Material to process:

//! Prediction metrics for the triage service.

mod collector;

pub use collector::InMemoryCollector;

use serde::{Deserialize, Serialize};
use triage_core::TriageCategory;

/// Metrics collected from a single prediction.
#[derive(Debug, Clone, PartialEq, Serialize, Deserialize)]
pub struct PredictionMetrics {
    pub category: TriageCategory,
    pub severity_score: f64,
    /// Time spent parsing and scoring, in microseconds.
    pub elapsed_us: u64,
}

impl PredictionMetrics {
    pub fn new(category: TriageCategory, severity_score: f64, elapsed_us: u64) -> Self {
        Self {
            category,
            severity_score,
            elapsed_us,
        }
    }
}

/// Prediction counts per category.
#[derive(Debug, Clone, Default, PartialEq, Eq, Serialize, Deserialize)]
pub struct CategoryCounts {
    pub normal: u64,
    pub warning: u64,
    pub critical: u64,
}

impl CategoryCounts {
    pub fn get(&self, category: TriageCategory) -> u64 {
        match category {
            TriageCategory::Normal => self.normal,
            TriageCategory::Warning => self.warning,
            TriageCategory::Critical => self.critical,
        }
    }

    fn increment(&mut self, category: TriageCategory) {
        match category {
            TriageCategory::Normal => self.normal += 1,
            TriageCategory::Warning => self.warning += 1,
            TriageCategory::Critical => self.critical += 1,
        }
    }

    pub fn total(&self) -> u64 {
        self.normal + self.warning + self.critical
    }
}

/// Aggregate metrics across all predictions since the last reset.
#[derive(Debug, Clone, Default, PartialEq, Serialize, Deserialize)]
pub struct MetricsSummary {
    pub total_predictions: u64,
    pub by_category: CategoryCounts,
    /// Payloads rejected as invalid input.
    pub rejected: u64,
    pub mean_severity: f64,
    pub mean_elapsed_us: f64,
}

/// Trait for prediction metrics collectors.
pub trait MetricsCollector: Send + Sync {
    /// Record a scored prediction.
    fn record(&self, metrics: PredictionMetrics);
    /// Record a payload rejected before scoring.
    fn record_rejection(&self);
    /// Aggregate everything recorded so far.
    fn summary(&self) -> MetricsSummary;
    /// Clear all recorded metrics.
    fn reset(&self);
}
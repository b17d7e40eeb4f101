//! Trait abstraction for the interrupt report stream to enable testing

use crate::error::Result;

/// Outcome of one completed read against the report buffer.
///
/// `Reset` and `Gone` are benign termination statuses: they are the expected
/// way a read loop learns the device is being detached and are never treated
/// as faults.
#[derive(Debug, Clone, PartialEq, Eq)]
pub enum Completion {
    /// The device delivered a report of the given length into the buffer.
    Report(usize),
    /// The poll window elapsed without a report. Not an event; the read is
    /// simply resubmitted.
    Empty,
    /// The endpoint connection was reset.
    Reset,
    /// The device is gone from the bus.
    Gone,
    /// Any other transport failure, carrying its description. Transient;
    /// the loop logs it and keeps reading.
    Fault(String),
}

/// Trait for the device-side report stream
///
/// Exactly one read is in flight at a time: `next_completion` arms a read
/// against `buf` and blocks until it completes. The buffer is written only
/// while that call runs and read only after it returns.
pub trait ReportSource: Send {
    /// Prepare the endpoint for streaming reads.
    ///
    /// Called once before the first read. A failure here is fatal to
    /// session start.
    fn arm(&mut self) -> Result<()>;

    /// Arm the next read against `buf` and block until it completes or the
    /// poll window elapses.
    fn next_completion(&mut self, buf: &mut [u8]) -> Completion;
}
//! # Configuration Module
//!
//! Handles loading and validating configuration from TOML files.
//!
//! Every field has a sensible default, so an absent or empty file yields a
//! working configuration for the built-in device table.

use serde::de::Error;
use serde::Deserialize;
use std::fs;
use std::path::Path;

use crate::error::Result;
use crate::transport::{DEFAULT_FAULT_BACKOFF_MS, DEFAULT_POLL_TIMEOUT_MS};

/// Main configuration structure
#[derive(Debug, Deserialize, Clone, Default)]
pub struct Config {
    #[serde(default)]
    pub device: DeviceConfig,

    #[serde(default)]
    pub transport: TransportConfig,

    #[serde(default)]
    pub events: EventsConfig,
}

/// Device selection configuration
///
/// Leaving both ids unset selects every entry of the built-in supported
/// device table. Setting both restricts the bridge to that one device.
#[derive(Debug, Deserialize, Clone, Default)]
pub struct DeviceConfig {
    pub vendor_id: Option<u16>,

    pub product_id: Option<u16>,

    /// Display name used for an id override. Ignored without one.
    pub name: Option<String>,
}

/// Transport tuning
#[derive(Debug, Deserialize, Clone)]
pub struct TransportConfig {
    /// Poll window for one interrupt read, in milliseconds
    #[serde(default = "default_poll_timeout_ms")]
    pub poll_timeout_ms: i32,

    /// Pause after a transient read fault before resubmitting
    #[serde(default = "default_fault_backoff_ms")]
    pub fault_backoff_ms: u64,

    /// Interval between hotplug rescans of the bus
    #[serde(default = "default_rescan_interval_ms")]
    pub rescan_interval_ms: u64,
}

/// Input device configuration
#[derive(Debug, Deserialize, Clone, Default)]
pub struct EventsConfig {
    /// Override for the registered input device name. Defaults to the
    /// supported-table name of the attached tablet.
    pub device_name: Option<String>,
}

// Default value functions
fn default_poll_timeout_ms() -> i32 { DEFAULT_POLL_TIMEOUT_MS }
fn default_fault_backoff_ms() -> u64 { DEFAULT_FAULT_BACKOFF_MS }
fn default_rescan_interval_ms() -> u64 { 1000 }

impl Default for TransportConfig {
    fn default() -> Self {
        Self {
            poll_timeout_ms: default_poll_timeout_ms(),
            fault_backoff_ms: default_fault_backoff_ms(),
            rescan_interval_ms: default_rescan_interval_ms(),
        }
    }
}

impl Config {
    /// Load configuration from a TOML file
    ///
    /// # Arguments
    ///
    /// * `path` - Path to the configuration file
    ///
    /// # Errors
    ///
    /// Returns error if:
    /// - File cannot be read
    /// - TOML parsing fails
    /// - Validation fails
    ///
    /// # Examples
    ///
    /// ```no_run
    /// use tablet_bridge::config::Config;
    ///
    /// let config = Config::load("config/default.toml")?;
    /// # Ok::<(), Box<dyn std::error::Error>>(())
    /// ```
    pub fn load<P: AsRef<Path>>(path: P) -> Result<Self> {
        let contents = fs::read_to_string(path)?;
        let config: Config = toml::from_str(&contents)?;
        config.validate()?;
        Ok(config)
    }

    /// Validate configuration values
    ///
    /// # Errors
    ///
    /// Returns error if any configuration value is out of valid range
    pub fn validate(&self) -> Result<()> {
        if self.device.vendor_id.is_some() != self.device.product_id.is_some() {
            return Err(crate::error::TabletBridgeError::Config(
                toml::de::Error::custom("vendor_id and product_id must be set together"),
            ));
        }

        if self.transport.poll_timeout_ms < 1 || self.transport.poll_timeout_ms > 1000 {
            return Err(crate::error::TabletBridgeError::Config(
                toml::de::Error::custom("poll_timeout_ms must be between 1 and 1000"),
            ));
        }

        if self.transport.fault_backoff_ms == 0 || self.transport.fault_backoff_ms > 10000 {
            return Err(crate::error::TabletBridgeError::Config(
                toml::de::Error::custom("fault_backoff_ms must be between 1 and 10000"),
            ));
        }

        if self.transport.rescan_interval_ms < 100 || self.transport.rescan_interval_ms > 60000 {
            return Err(crate::error::TabletBridgeError::Config(
                toml::de::Error::custom("rescan_interval_ms must be between 100 and 60000"),
            ));
        }

        if let Some(name) = &self.events.device_name {
            if name.is_empty() {
                return Err(crate::error::TabletBridgeError::Config(
                    toml::de::Error::custom("events device_name cannot be empty"),
                ));
            }
        }

        Ok(())
    }
}
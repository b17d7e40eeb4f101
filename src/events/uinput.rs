//! # Uinput Sink
//!
//! Registers the logical pen device with the kernel via uinput and delivers
//! event frames to it.

use evdev::{
    uinput::{VirtualDevice, VirtualDeviceBuilder},
    AbsInfo, AbsoluteAxisType, AttributeSet, BusType, InputEvent, InputId, Key, UinputAbsSetup,
};
use tracing::debug;

use super::{EventSink, PenAxis, PenKey};
use crate::error::{Result, TabletBridgeError};
use crate::report::protocol::{AxisSpec, PRESSURE_AXIS, TILT_X_AXIS, TILT_Y_AXIS, X_AXIS, Y_AXIS};

/// Axes the pen device advertises, with their declared ranges.
const AXES: [(PenAxis, AxisSpec); 5] = [
    (PenAxis::X, X_AXIS),
    (PenAxis::Y, Y_AXIS),
    (PenAxis::Pressure, PRESSURE_AXIS),
    (PenAxis::TiltX, TILT_X_AXIS),
    (PenAxis::TiltY, TILT_Y_AXIS),
];

/// [`EventSink`] implementation over an evdev uinput device.
///
/// Key and axis events are buffered and written as one batch when the frame
/// is synced, so the consumer always observes whole input frames. The
/// kernel device is unregistered when the sink is dropped.
pub struct UinputSink {
    device: VirtualDevice,
    pending: Vec<InputEvent>,
}

impl UinputSink {
    /// Register a new logical pen device.
    ///
    /// # Arguments
    ///
    /// * `name` - Device name shown to consumers (e.g. in `evtest`)
    /// * `vendor_id` / `product_id` - Identity of the physical tablet,
    ///   mirrored onto the logical device
    ///
    /// # Errors
    ///
    /// Returns `InputDevice` if uinput is unavailable or registration fails.
    pub fn create(name: &str, vendor_id: u16, product_id: u16) -> Result<Self> {
        let mut keys = AttributeSet::<Key>::new();
        keys.insert(Key::BTN_TOOL_PEN);
        keys.insert(Key::BTN_STYLUS);

        let mut builder = VirtualDeviceBuilder::new()
            .map_err(TabletBridgeError::InputDevice)?
            .name(name)
            .input_id(InputId::new(BusType::BUS_USB, vendor_id, product_id, 0))
            .with_keys(&keys)
            .map_err(TabletBridgeError::InputDevice)?;

        for (axis, spec) in AXES {
            let setup = UinputAbsSetup::new(
                axis_code(axis),
                AbsInfo::new(0, spec.min, spec.max, 0, 0, spec.resolution),
            );
            builder = builder
                .with_absolute_axis(&setup)
                .map_err(TabletBridgeError::InputDevice)?;
        }

        let device = builder.build().map_err(TabletBridgeError::InputDevice)?;
        debug!("registered uinput pen device \"{}\"", name);

        Ok(Self {
            device,
            // One frame is at most a handful of events.
            pending: Vec::with_capacity(8),
        })
    }
}

impl EventSink for UinputSink {
    fn key(&mut self, key: PenKey, pressed: bool) -> std::io::Result<()> {
        self.pending.push(InputEvent::new_now(
            evdev::EventType::KEY,
            key_code(key).code(),
            i32::from(pressed),
        ));
        Ok(())
    }

    fn abs(&mut self, axis: PenAxis, value: i32) -> std::io::Result<()> {
        self.pending.push(InputEvent::new_now(
            evdev::EventType::ABSOLUTE,
            axis_code(axis).0,
            value,
        ));
        Ok(())
    }

    fn sync(&mut self) -> std::io::Result<()> {
        // emit() appends the SYN_REPORT marker, closing the frame.
        let result = self.device.emit(&self.pending);
        self.pending.clear();
        result
    }
}

/// Map a pen key to its evdev key code.
fn key_code(key: PenKey) -> Key {
    match key {
        PenKey::ToolPen => Key::BTN_TOOL_PEN,
        PenKey::Stylus => Key::BTN_STYLUS,
    }
}

/// Map a pen axis to its evdev absolute axis code.
fn axis_code(axis: PenAxis) -> AbsoluteAxisType {
    match axis {
        PenAxis::X => AbsoluteAxisType::ABS_X,
        PenAxis::Y => AbsoluteAxisType::ABS_Y,
        PenAxis::Pressure => AbsoluteAxisType::ABS_PRESSURE,
        PenAxis::TiltX => AbsoluteAxisType::ABS_TILT_X,
        PenAxis::TiltY => AbsoluteAxisType::ABS_TILT_Y,
    }
}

To do: Read through the data and copy every line where "AxisSpec" shows up.

Answer for the task:
use crate::report::protocol::{AxisSpec, PRESSURE_AXIS, TILT_X_AXIS, TILT_Y_AXIS, X_AXIS, Y_AXIS};
const AXES: [(PenAxis, AxisSpec); 5] = [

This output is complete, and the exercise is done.